Problem details
Bring together all lines of the material below that contain the string "families".

Data in this exercise
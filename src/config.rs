//! Run configuration.
//!
//! Every field has a default so a configuration can be as small as the
//! dependent variable:
//!
//! ```
//! use anofox_autoforecast::ForecastConfig;
//!
//! let config = ForecastConfig::from_json_str(r#"{"variables": {"dependent": "revenue"}}"#).unwrap();
//! assert_eq!(config.forecast.horizon, 12);
//! assert!(!config.error_stop);
//! ```

use crate::collect::OptionalOutputs;
use crate::diagnose::DiagnoseSpec;
use crate::engine::EngineSpec;
use crate::error::{ForecastError, Result};
use crate::select::SelectSpec;
use crate::store::{TimeAxis, VariableSpec};
use serde::{Deserialize, Serialize};
use serde_json::{json, Value};
use std::path::Path;

/// Complete configuration of one forecasting run.
#[derive(Debug, Clone, Default, PartialEq, Serialize, Deserialize)]
pub struct ForecastConfig {
    #[serde(default)]
    pub time_axis: TimeAxis,
    #[serde(default)]
    pub variables: VariableSpec,
    #[serde(default)]
    pub forecast: EngineSpec,
    #[serde(default)]
    pub diagnose: DiagnoseSpec,
    #[serde(default)]
    pub select: SelectSpec,
    /// Optional tables to produce.
    #[serde(default)]
    pub outputs: OptionalOutputs,
    /// Stop the run at the first group that cannot be forecast.
    #[serde(default)]
    pub error_stop: bool,
    /// Worker threads; the global rayon pool when unset.
    #[serde(default)]
    pub threads: Option<usize>,
}

impl ForecastConfig {
    pub fn new(time_axis: TimeAxis, variables: VariableSpec) -> Self {
        Self {
            time_axis,
            variables,
            ..Self::default()
        }
    }

    pub fn with_horizon(mut self, horizon: usize) -> Self {
        self.forecast.horizon = horizon;
        self
    }

    pub fn with_diagnose(mut self, diagnose: DiagnoseSpec) -> Self {
        self.diagnose = diagnose;
        self
    }

    pub fn with_select(mut self, select: SelectSpec) -> Self {
        self.select = select;
        self
    }

    pub fn with_outputs(mut self, outputs: OptionalOutputs) -> Self {
        self.outputs = outputs;
        self
    }

    pub fn with_error_stop(mut self, error_stop: bool) -> Self {
        self.error_stop = error_stop;
        self
    }

    pub fn with_threads(mut self, threads: usize) -> Self {
        self.threads = Some(threads);
        self
    }

    /// Parse and validate a JSON configuration.
    pub fn from_json_str(text: &str) -> Result<Self> {
        let config: ForecastConfig = serde_json::from_str(text)
            .map_err(|e| ForecastError::Configuration(format!("invalid configuration: {e}")))?;
        config.validate()?;
        Ok(config)
    }

    pub fn from_json_file(path: impl AsRef<Path>) -> Result<Self> {
        let path = path.as_ref();
        let text = std::fs::read_to_string(path)
            .map_err(|e| ForecastError::Configuration(format!("{}: {e}", path.display())))?;
        Self::from_json_str(&text)
    }

    /// Check every setting; nothing is processed when this fails.
    pub fn validate(&self) -> Result<()> {
        if self.variables.dependent.is_empty() {
            return Err(ForecastError::Configuration(
                "no dependent variable given".to_string(),
            ));
        }
        if self.time_axis.id.is_empty() {
            return Err(ForecastError::Configuration("no time id given".to_string()));
        }
        if self.threads == Some(0) {
            return Err(ForecastError::Configuration(
                "threads must be at least 1".to_string(),
            ));
        }
        self.forecast.validate()?;
        self.diagnose.validate()?;
        self.select.validate()?;
        Ok(())
    }

    /// Model selection graph: the families, selection rule and forecast
    /// settings of the run as a JSON document.
    pub fn selection_graph(&self) -> Value {
        let families: Vec<&str> = self.diagnose.families.iter().map(|f| f.label()).collect();
        json!({
            "name": "AUTOFORECAST",
            "diagnose": {
                "families": families,
                "constraints": self.diagnose.constraints,
                "esm": self.diagnose.esm,
                "idm": self.diagnose.idm,
                "arimax": self.diagnose.arimax,
            },
            "select": {
                "criterion": self.select.criterion.name(),
                "holdout": self.select.holdout_size,
                "holdoutpct": self.select.holdout_percent,
                "seasontest": self.select.season_test,
                "combine": self.select.combine,
            },
            "forecast": {
                "lead": self.forecast.horizon,
                "alpha": 1.0 - self.forecast.confidence_level,
            },
        })
    }
}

Response area
    /// Model selection graph: the families, selection rule and forecast
        let families: Vec<&str> = self.diagnose.families.iter().map(|f| f.label()).collect();
                "families": families,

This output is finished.